Forbes confesses everything to Sue and despite her objections confesses to the district attorney (John Litel) as well, who tells him that killing Smiley was justifiable homicide. Stevens has been arrested for shooting MacDonald, who may or may not die of his wounds. What happens to her depends on MacDonald's fate, but the DA is sympathetic and says he thinks the wrong person is under arrest.

As John is preparing to leave the building housing the DA's office, he sees Mona being escorted through another door, although Mona does not see him. He hesitates, and does not say anything to get her attention.

Sue picks Forbes up from the DA's office and drives him away. Though grim in temperament, she says she doesn't want a divorce since he's been a good husband "except for 24 hours." The family will arrange to move to another town, and although their relationship is clearly damaged and both parties are emotionally numb, both Sue and John each pledge to give their marriage another try. As they drive into the distance, it's up to the audience to conclude as to whether the marriage has a chance or not.

==Cast==
- Dick Powell as John Forbes
- Lizabeth Scott as Mona Stevens
- Jane Wyatt as Sue Forbes
- Raymond Burr as J.B. "Mac" MacDonald
- John Litel as District Attorney
- Byron Barr as Bill Smiley
- Jimmy Hunt as Tommy Forbes
- Ann Doran as Maggie
- Selmer Jackson as Ed Brawley
- Margaret Wells as Terry
- Dick Wessel as Desk Sergeant

==Hays Code infraction==
According to Madeleine Stowe, guest host on the May 21, 2016, Turner Classic Movies screening of the film, the production was in trouble because the script violated the Hays Code, as the adulterer was insufficiently punished. When director de Toth found out, he met with two senior Hays Code members, whom he had selected with care. De Toth revealed that he knew the two were both married and both had mistresses. There were no problems after that.

==Reception==
Film historian Leonard Maltin gives Pitfall three stars (out of four), calling it an "intriguing film noir look at the American Dream gone sour, typified by Powell's character, who's got a house, a little boy, and a perfect wife−but feels bored and stifled."
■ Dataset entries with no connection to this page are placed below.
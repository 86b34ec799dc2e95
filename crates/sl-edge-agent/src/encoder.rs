//! Scan record to telemetry message encoding.

use sl_protocol::{MAX_TELEMETRY_BODY, ScanRecord, TelemetryBody, TelemetryMessage};

use crate::error::EncodeError;

/// Filters and encodes scan records for one device.
#[derive(Debug, Clone)]
pub struct TelemetryEncoder {
    rssi_threshold: i16,
    topic: String,
    receptor_id: String,
}

impl TelemetryEncoder {
    pub fn new(rssi_threshold: i16, topic: impl Into<String>, receptor_id: impl Into<String>) -> Self {
        Self {
            rssi_threshold,
            topic: topic.into(),
            receptor_id: receptor_id.into(),
        }
    }

    pub fn rssi_threshold(&self) -> i16 {
        self.rssi_threshold
    }

    pub fn topic(&self) -> &str {
        &self.topic
    }

    pub fn receptor_id(&self) -> &str {
        &self.receptor_id
    }

    /// Strictly above the threshold; records at the threshold are dropped.
    pub fn admits(&self, record: &ScanRecord) -> bool {
        record.rssi > self.rssi_threshold
    }

    pub fn encode_payload(&self, bytes: &[u8]) -> String {
        sl_protocol::encode_payload(bytes)
    }

    pub fn body(&self, record: &ScanRecord, hex_payload: &str) -> TelemetryBody {
        TelemetryBody::from_record(&self.receptor_id, record, hex_payload)
    }

    /// Compose the JSON message. Bodies that do not fit the telemetry buffer
    /// are rejected, never truncated.
    pub fn build_message(
        &self,
        record: &ScanRecord,
        hex_payload: &str,
    ) -> Result<TelemetryMessage, EncodeError> {
        let body = serde_json::to_string(&self.body(record, hex_payload))
            .map_err(|e| EncodeError::Serialization(e.to_string()))?;
        if body.len() >= MAX_TELEMETRY_BODY {
            return Err(EncodeError::BufferTooSmall {
                size: body.len(),
                max: MAX_TELEMETRY_BODY,
            });
        }
        Ok(TelemetryMessage::new(self.topic.clone(), body))
    }

    pub fn encode(&self, record: &ScanRecord) -> Result<TelemetryMessage, EncodeError> {
        let hex = self.encode_payload(&record.payload);
        self.build_message(record, &hex)
    }

    /// Scan log row for `record`.
    pub fn log_row(&self, record: &ScanRecord) -> String {
        let hex = self.encode_payload(&record.payload);
        self.body(record, &hex).log_row()
    }
}
//! Append-only scan log.

use std::path::{Path, PathBuf};
use std::sync::Mutex;

use async_trait::async_trait;
use chrono::{DateTime, Utc};
use sl_protocol::LOG_HEADER;
use tokio::fs::{File, OpenOptions};
use tokio::io::AsyncWriteExt;

use crate::error::StorageError;

/// Destination for newline-terminated scan log rows.
#[async_trait]
pub trait RecordSink: Send + Sync {
    async fn append(&self, row: &str) -> Result<(), StorageError>;
}

/// CSV file named after the session start time.
pub struct CsvFileSink {
    path: PathBuf,
    file: tokio::sync::Mutex<File>,
}

impl CsvFileSink {
    /// Create `{dir}/data_{YYYY-MM-DD_HH-MM-SS}.csv` and write the header.
    pub async fn create(dir: impl AsRef<Path>, now: DateTime<Utc>) -> Result<Self, StorageError> {
        let dir = dir.as_ref();
        tokio::fs::create_dir_all(dir)
            .await
            .map_err(|e| io_error(dir, e))?;

        let path = dir.join(format!("data_{}.csv", now.format("%Y-%m-%d_%H-%M-%S")));
        let mut file = OpenOptions::new()
            .create(true)
            .append(true)
            .open(&path)
            .await
            .map_err(|e| io_error(&path, e))?;
        file.write_all(format!("{LOG_HEADER}\n").as_bytes())
            .await
            .map_err(|e| io_error(&path, e))?;
        file.flush().await.map_err(|e| io_error(&path, e))?;

        tracing::info!(path = %path.display(), "scan log opened");
        Ok(Self {
            path,
            file: tokio::sync::Mutex::new(file),
        })
    }

    pub fn path(&self) -> &Path {
        &self.path
    }
}

#[async_trait]
impl RecordSink for CsvFileSink {
    async fn append(&self, row: &str) -> Result<(), StorageError> {
        let mut file = self.file.lock().await;
        file.write_all(row.as_bytes())
            .await
            .map_err(|e| io_error(&self.path, e))?;
        file.flush().await.map_err(|e| io_error(&self.path, e))
    }
}

fn io_error(path: &Path, e: std::io::Error) -> StorageError {
    StorageError::Io {
        path: path.display().to_string(),
        reason: e.to_string(),
    }
}

/// In-memory sink for tests.
#[derive(Debug, Default)]
pub struct MemorySink {
    rows: Mutex<Vec<String>>,
    fail: Mutex<bool>,
}

impl MemorySink {
    pub fn new() -> Self {
        Self::default()
    }

    pub fn rows(&self) -> Vec<String> {
        self.rows.lock().unwrap_or_else(|e| e.into_inner()).clone()
    }

    /// Make subsequent appends fail, as on a full card.
    pub fn fail(&self, fail: bool) {
        *self.fail.lock().unwrap_or_else(|e| e.into_inner()) = fail;
    }
}

#[async_trait]
impl RecordSink for MemorySink {
    async fn append(&self, row: &str) -> Result<(), StorageError> {
        if *self.fail.lock().unwrap_or_else(|e| e.into_inner()) {
            return Err(StorageError::Io {
                path: "memory".into(),
                reason: "write refused".into(),
            });
        }
        self.rows
            .lock()
            .unwrap_or_else(|e| e.into_inner())
            .push(row.to_string());
        Ok(())
    }
}
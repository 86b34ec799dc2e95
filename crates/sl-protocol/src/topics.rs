//! MQTT topic builders and parsers for the device topic hierarchy.
//!
//! Topic structure:
//! ```text
//! devices/{device_id}/messages/events/                  (device → cloud)
//! devices/{device_id}/messages/devicebound/#            (cloud → device filter)
//! devices/{device_id}/messages/devicebound/{properties} (cloud → device message)
//! ```

const PREFIX: &str = "devices";

// ─── Publish topics ───

pub fn telemetry(device_id: &str) -> String {
    format!("{PREFIX}/{device_id}/messages/events/")
}

// ─── Subscription patterns (with MQTT wildcards) ───

/// Cloud-to-device inbox for a single device.
pub fn devicebound_subscribe(device_id: &str) -> String {
    format!("{PREFIX}/{device_id}/messages/devicebound/#")
}

// ─── Topic parsing ───

/// Parsed cloud-to-device topic.
#[derive(Debug, Clone, PartialEq, Eq)]
pub struct DeviceboundTopic {
    pub device_id: String,
    /// Key/value pairs from the property bag following `devicebound/`.
    pub properties: Vec<(String, String)>,
}

/// Parse a cloud-to-device topic.
/// Returns `None` if the topic doesn't match the expected format.
pub fn parse_devicebound(topic: &str) -> Option<DeviceboundTopic> {
    let rest = topic.strip_prefix("devices/")?;
    let (device_id, rest) = rest.split_once('/')?;
    let bag = rest.strip_prefix("messages/devicebound/")?;

    if device_id.is_empty() {
        return None;
    }

    let properties = bag
        .split('&')
        .filter(|pair| !pair.is_empty())
        .map(|pair| match pair.split_once('=') {
            Some((k, v)) => (k.to_string(), v.to_string()),
            None => (pair.to_string(), String::new()),
        })
        .collect();

    Some(DeviceboundTopic {
        device_id: device_id.to_string(),
        properties,
    })
}
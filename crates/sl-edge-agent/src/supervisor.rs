//! Session supervisor.
//!
//! Drives the device through
//! `Disconnected → ClockSyncing → Provisioning → SessionActive ⇄ Renewing`.
//! The supervisor owns the broker session outright. Transport events arrive
//! over an mpsc channel and are applied here, on the supervisor's own task,
//! so nothing else ever mutates the session.

use std::sync::Arc;
use std::time::Duration;

use sl_mqtt_channel::{BrokerSession, Connector, InboundEvent, QoS, SessionEvent};
use sl_protocol::{Credential, Identity, ScanRecord, topics};
use tokio::sync::{mpsc, watch};
use tokio::time::{Interval, MissedTickBehavior};

use crate::clock::ClockGate;
use crate::config::AgentConfig;
use crate::credential::CredentialProvider;
use crate::encoder::TelemetryEncoder;
use crate::error::ProvisionError;
use crate::inbox::InboxHandler;
use crate::network::{NetworkLink, wait_for_network};
use crate::scanner::ScanSource;
use crate::storage::RecordSink;

/// Capacity of the transport → supervisor event channel.
pub const EVENT_CHANNEL_CAPACITY: usize = 64;

#[derive(Debug, Clone, Copy, PartialEq, Eq)]
pub enum SupervisorState {
    Disconnected,
    ClockSyncing,
    Provisioning,
    SessionActive,
    Renewing,
}

/// Timing knobs for the supervisory loop.
#[derive(Debug, Clone)]
pub struct SupervisorSettings {
    pub tick_interval: Duration,
    /// Delay after a failed network wait, clock sync or provisioning attempt.
    pub backoff: Duration,
    pub network_poll: Duration,
    pub network_timeout: Duration,
}

impl SupervisorSettings {
    pub fn from_config(config: &AgentConfig) -> Self {
        Self {
            tick_interval: config.tick_interval(),
            backoff: Duration::from_secs(config.retry.backoff_secs),
            network_poll: Duration::from_millis(500),
            network_timeout: Duration::from_secs(config.retry.network_timeout_secs),
        }
    }
}

impl Default for SupervisorSettings {
    fn default() -> Self {
        Self {
            tick_interval: Duration::from_secs(60),
            backoff: Duration::from_secs(10),
            network_poll: Duration::from_millis(500),
            network_timeout: Duration::from_secs(60),
        }
    }
}

/// Running counters. Every dropped record and every event kind lands in one.
#[derive(Debug, Default, Clone, Copy, PartialEq, Eq)]
pub struct SupervisorStats {
    pub published: u64,
    pub publish_failures: u64,
    pub below_threshold: u64,
    pub encode_failures: u64,
    pub storage_failures: u64,
    /// PUBACKs received.
    pub acknowledged: u64,
    pub unknown_events: u64,
    pub subscribe_calls: u64,
    pub sessions_created: u64,
    pub sessions_destroyed: u64,
    pub renewals: u64,
    pub provisioning_failures: u64,
}

/// Everything the supervisor talks to.
pub struct Collaborators {
    pub network: Arc<dyn NetworkLink>,
    pub clock_gate: ClockGate,
    pub credentials: CredentialProvider,
    pub connector: Arc<dyn Connector>,
    pub scans: Box<dyn ScanSource>,
    pub inbox: Arc<dyn InboxHandler>,
    /// Scan log. `None` disables it.
    pub storage: Option<Arc<dyn RecordSink>>,
}

pub struct Supervisor {
    identity: Identity,
    encoder: TelemetryEncoder,
    network: Arc<dyn NetworkLink>,
    clock_gate: ClockGate,
    credentials: CredentialProvider,
    connector: Arc<dyn Connector>,
    scans: Box<dyn ScanSource>,
    inbox: Arc<dyn InboxHandler>,
    storage: Option<Arc<dyn RecordSink>>,
    settings: SupervisorSettings,

    state: SupervisorState,
    session: Option<BrokerSession>,
    credential: Option<Credential>,
    generation: u64,
    events_tx: mpsc::Sender<SessionEvent>,
    events_rx: mpsc::Receiver<SessionEvent>,
    ticker: Option<Interval>,
    stats: SupervisorStats,
}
Film critic Fernando F. Croce wrote about the screenplay and direction,The title's abyss, pitilessly moral, sprawls horizontally rather than vertically, a lateral track following disheveled Dick Powell bottoming out, wandering the streets after confessing murder and adultery to wife Jane Wyatt. Fate may be at play, yet André de Toth's grip is less determinist than humanist, airtight but wounded, each pawn in the grid allowed trenchant space to deepen the fallout of their own actions.

Film critic Dennis Schwartz wrote of the film,Powell is the archetypal average American man living out the American Dream in the suburbs, where his type is viewed as the backbone of the country. This film does a good job of poking holes at that dream, showing underneath the surface all is not well.

In his book, Dark City: The Film Noir, film historian Spencer Selby refers to Pitfall as a "disquieting noir thriller that doesn't seem entirely able to reaffirm the middle-class values its protagonist disregards."

Foster Hirsch, in Film Noir: The Dark Side of the Screen, names Pitfall as a prime example of a class of '50s Noir thrillers that "support the status quo out of fear rather than strong or healthy moral convictions," and he contends that "their mealy-mouthed morality may be a symptomatic response to the political witch-hunt that was invading the motion picture industry at the time. The search for communists may have enforced the idea that it is safer to stay home, minding your own business, than to stray into unknown territory."

A one-time police officer sued the producers for libel claiming the film was based on him.

==Home media==
Pitfall was released on Blu-ray and DVD by Kino Lorber Studio Classics in November 2015.